Minsky, last I heard, was a Stanford professor. Is there some kind of bubble over Palo Alto that prevents reality from seeping through to the populace? All I could think of was the Babylonian god Marduk, who created human beings because the gods were working too hard & needed a bit of kip. He doesn’t say so, but presumably these AIs would be implanted into something like chimp hybrids & presto a new race of slaves would be ready to serve humanity as it declines into senescence.

I’ve had a visceral reaction over the years against the reductionism of guys like Minsky & Dennet, but I am, as a student of American Pragmatism, attracted to the notion, advanced especially by Dennet in the interview, that mind is a sort of political amalgamation. There does not have to be one center of consciousness. The self is a polity, more or less coherent depending on the circumstances. After minsky talks about emotion as a “turning off” of other mental functions, as if the brain had a control center, Dennet replies:

Computer programmers have the luxury to create hierarchies of control. The systems, the subsystems, the sub-sub-subsystems are complete slaves. They never rebel. This gives you a model of the mind with the highest echelons of logic at the top. But if you think about a brain as a community of individually semiautonomous, even independently evolved agencies, as Marvin has, you realize that the agencies have to be browbeaten and they have to form alliances. Emotions aren’t an add-on but rather the politics of the whole system.

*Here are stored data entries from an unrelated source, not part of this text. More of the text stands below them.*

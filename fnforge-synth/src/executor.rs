//! Running candidates against the requested examples

use fnforge_core::ast::Program;
use fnforge_interpreter::{matches_expected, InterpreterOptions};
use serde::{Deserialize, Serialize};
use serde_json::Value;
use std::fmt;
use tracing::debug;

/// One input/output example. Serialized as `[input, expected]`.
#[derive(Debug, Clone, PartialEq, Serialize, Deserialize)]
#[serde(from = "(Value, Value)", into = "(Value, Value)")]
pub struct TestCase {
    pub input: Value,
    pub expected: Value,
}

impl TestCase {
    pub fn new(input: Value, expected: Value) -> Self {
        Self { input, expected }
    }
}

impl From<(Value, Value)> for TestCase {
    fn from((input, expected): (Value, Value)) -> Self {
        Self::new(input, expected)
    }
}

impl From<TestCase> for (Value, Value) {
    fn from(case: TestCase) -> Self {
        (case.input, case.expected)
    }
}

/// What went wrong for a failing case
#[derive(Debug, Clone, PartialEq)]
pub enum FailureOutcome {
    /// The function returned something else
    Mismatch { actual: Value },
    /// The function threw, hit a limit or produced an unconvertible value
    Fault { description: String },
}

#[derive(Debug, Clone, PartialEq)]
pub struct TestFailure {
    pub index: usize,
    pub input: Value,
    pub expected: Value,
    pub outcome: FailureOutcome,
}

impl fmt::Display for TestFailure {
    fn fmt(&self, f: &mut fmt::Formatter<'_>) -> fmt::Result {
        match &self.outcome {
            FailureOutcome::Mismatch { actual } => write!(
                f,
                "input: {}\n\nValues are not equal.\nexpected: {}\nactual: {}",
                self.input, self.expected, actual
            ),
            FailureOutcome::Fault { description } => write!(
                f,
                "Threw an exception for input {}. Here's the stack trace: {}",
                self.input, description
            ),
        }
    }
}

/// Run every case, collecting failures in case order
pub fn run_test_cases(
    program: &Program,
    cases: &[TestCase],
    options: &InterpreterOptions,
) -> Vec<TestFailure> {
    cases
        .iter()
        .enumerate()
        .filter_map(|(index, case)| {
            let outcome = match matches_expected(program, &case.input, &case.expected, options) {
                Ok((true, _)) => {
                    debug!(index, "case passed");
                    return None;
                }
                Ok((false, actual)) => FailureOutcome::Mismatch { actual },
                Err(e) => FailureOutcome::Fault {
                    description: e.to_string(),
                },
            };
            debug!(index, ?outcome, "case failed");
            Some(TestFailure {
                index,
                input: case.input.clone(),
                expected: case.expected.clone(),
                outcome,
            })
        })
        .collect()
}
//! Core types shared across the fnforge workspace
//!
//! - `ast`: the tagged AST that candidate programs are parsed into
//! - `canonical`: key-order independent serialization used for cache keys

pub mod ast;
pub mod canonical;
pub mod error;

pub use ast::{Entry, Expr, Function, Program, Span, Stmt};
pub use canonical::{canonical_json, canonical_key};
pub use error::{Error, Result};
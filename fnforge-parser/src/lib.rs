//! Parser for candidate programs
//!
//! Candidates use a JavaScript subset. Lexing is done with logos, parsing
//! with a hand-written recursive descent parser producing the tree in
//! `fnforge_core::ast`.

pub mod error;
pub mod lexer;
pub mod parser;

#[cfg(test)]
mod parser_tests;

pub use error::{ErrorKind, ParseError};
pub use parser::{Parser, DEFAULT_MAX_DEPTH};

use fnforge_core::ast::{Expr, Program};

/// Parse a candidate into a program
pub fn parse_program(source: &str) -> Result<Program, ParseError> {
    Parser::new(source)?.parse_program()
}

/// Parse a single expression, rejecting trailing input
pub fn parse_expression(source: &str) -> Result<Expr, ParseError> {
    Parser::new(source)?.parse_standalone_expression()
}

/// Parse with a custom nesting limit
pub fn parse_with_depth_limit(source: &str, max_depth: usize) -> Result<Program, ParseError> {
    Parser::new(source)?.with_max_depth(max_depth).parse_program()
}
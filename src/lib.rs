//! Click-to-toggle visibility control for password inputs.
//!
//! This crate is compiled to WebAssembly and runs in the browser. On load it
//! finds every password input present in the admin page, wraps each in a
//! positioned container, and injects a clickable eye icon that flips the
//! field between masked and plaintext rendering. The host page is only
//! responsible for loading the module and serving the icon font; all DOM
//! wiring happens here.
//!
//! ## Module layout
//!
//! | Module | Role |
//! |--------|------|
//! | [`toggle`] | Per-field visibility state machine and icon/color mapping |
//! | [`inject`] | DOM injector: wrap fields, build controls, wire clicks |
//! | [`consts`] | Shared selectors, marker attribute, glyphs, and styling |

pub mod consts;
pub mod inject;
pub mod toggle;
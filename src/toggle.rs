//! Visibility state machine for password fields.
//!
//! Pure logic with no DOM dependency, so it can be unit-tested on the host.
//! [`FieldMode`] is the two-state machine (masked ⇄ plaintext) driven by
//! clicks on the toggle control; [`ControlVisual`] maps each mode to the
//! glyph and color the control shows while the field is in that mode.

#[cfg(test)]
#[path = "toggle_test.rs"]
mod toggle_test;

use crate::consts;

/// How a password field currently renders its value.
#[derive(Debug, Clone, Copy, PartialEq, Eq, Default)]
pub enum FieldMode {
    /// Value obscured (dots). The initial mode of every password field.
    #[default]
    Masked,
    /// Value shown as visible characters.
    Plaintext,
}

impl FieldMode {
    /// Derive the mode from an input's `type` attribute value.
    ///
    /// Anything other than `"password"` counts as plaintext, since the
    /// browser renders it unmasked.
    #[must_use]
    pub fn from_input_type(input_type: &str) -> Self {
        if input_type == consts::TYPE_MASKED {
            Self::Masked
        } else {
            Self::Plaintext
        }
    }

    /// The `type` attribute value that puts an input into this mode.
    #[must_use]
    pub fn as_input_type(self) -> &'static str {
        match self {
            Self::Masked => consts::TYPE_MASKED,
            Self::Plaintext => consts::TYPE_PLAINTEXT,
        }
    }

    /// The other mode. Both transitions exist; there is no terminal state.
    #[must_use]
    pub fn toggled(self) -> Self {
        match self {
            Self::Masked => Self::Plaintext,
            Self::Plaintext => Self::Masked,
        }
    }
}

/// The glyph and color a toggle control shows for a given field mode.
#[derive(Debug, Clone, Copy, PartialEq, Eq)]
pub struct ControlVisual {
    /// Icon font class list for the glyph element.
    pub icon_class: &'static str,
    /// CSS color applied to the control.
    pub color: &'static str,
}

impl ControlVisual {
    /// The visual shown while the field is in `mode`.
    ///
    /// Masked fields show a neutral eye (click to reveal); plaintext fields
    /// show an accented eye-slash (click to hide).
    #[must_use]
    pub fn for_mode(mode: FieldMode) -> Self {
        match mode {
            FieldMode::Masked => Self { icon_class: consts::ICON_EYE, color: consts::COLOR_NEUTRAL },
            FieldMode::Plaintext => {
                Self { icon_class: consts::ICON_EYE_SLASH, color: consts::COLOR_ACCENT }
            }
        }
    }
}
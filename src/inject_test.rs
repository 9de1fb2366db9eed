use super::*;

// =============================================================
// EnhanceSummary
// =============================================================

#[test]
fn summary_default_is_empty() {
    let s = EnhanceSummary::default();
    assert_eq!(s.enhanced, 0);
    assert_eq!(s.skipped, 0);
}

#[test]
fn summary_equality() {
    let a = EnhanceSummary { enhanced: 2, skipped: 1 };
    let b = EnhanceSummary { enhanced: 2, skipped: 1 };
    assert_eq!(a, b);
    assert_ne!(a, EnhanceSummary::default());
}

#[test]
fn summary_clone_and_copy() {
    let a = EnhanceSummary { enhanced: 3, skipped: 0 };
    let b = a;
    assert_eq!(a, b);
}

#[test]
fn summary_debug_format() {
    let s = EnhanceSummary { enhanced: 1, skipped: 2 };
    let text = format!("{s:?}");
    assert!(text.contains("enhanced: 1"));
    assert!(text.contains("skipped: 2"));
}
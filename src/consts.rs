//! Shared string constants for the password reveal crate.

// ── Selection / markers ─────────────────────────────────────────

/// Selector matching every password input present in the document.
pub const PASSWORD_SELECTOR: &str = r#"input[type="password"]"#;

/// Class set on the wrapper container, as a styling hook for the host page.
pub const WRAPPER_CLASS: &str = "password-wrapper";

/// Attribute marking a wrapper as already enhanced. Checked on the input's
/// immediate parent before processing, so re-running the injector is a no-op.
pub const MARKER_ATTR: &str = "data-password-reveal";

// ── Input type values ───────────────────────────────────────────

/// The `type` attribute value of a masked field.
pub const TYPE_MASKED: &str = "password";

/// The `type` attribute value of a plaintext field.
pub const TYPE_PLAINTEXT: &str = "text";

// ── Icon glyphs (Font Awesome, supplied by the host page) ───────

/// Glyph shown while the field is masked.
pub const ICON_EYE: &str = "fas fa-eye";

/// Glyph shown while the field is plaintext.
pub const ICON_EYE_SLASH: &str = "fas fa-eye-slash";

// ── Control styling ─────────────────────────────────────────────

/// Neutral gray while the field is masked.
pub const COLOR_NEUTRAL: &str = "#6c757d";

/// Accent blue while the field is plaintext.
pub const COLOR_ACCENT: &str = "#007bff";

/// Distance from the wrapper's right edge to the control.
pub const CONTROL_RIGHT_OFFSET: &str = "10px";

/// Click-target padding around the glyph.
pub const CONTROL_PADDING: &str = "5px";

/// Stacking order of the control, above the input.
pub const CONTROL_Z_INDEX: &str = "20";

That is both witty & apt. Minsky’s metaphors reveal his attraction to slavery as a psychological & social paradigm. That is, they reveal him to be a kind of hyper-intellectual creep.

Comments

2 Responses to “Marvin Minsky as Marduk”

  1. maria on December 12th, 2006 2:07 pm

    Some years ago (couple of decades, actually), I met Daniel Dennet when he gave a talk at the Canadian university I attended. He was witty, charming, of course, but reasonably intolerant of what passed for reductionism back then. Your quote of his response to Minsky is classic Dennet. And, yes, there is a bubble over Stanford. Unfortunately, it’s not airtight….

  2. Joseph Duemer on December 12th, 2006 5:02 pm

    Maria, I’ve seen Dennet interviewed & comes across as witty & acute. I’ve also read a fair amount of what he’s written & would describe my relationship to his work as love / hate. I admire his spirited defense of secularism & even materialism while at the same time finding myself suspicious of what feels like a tendency toward scientism.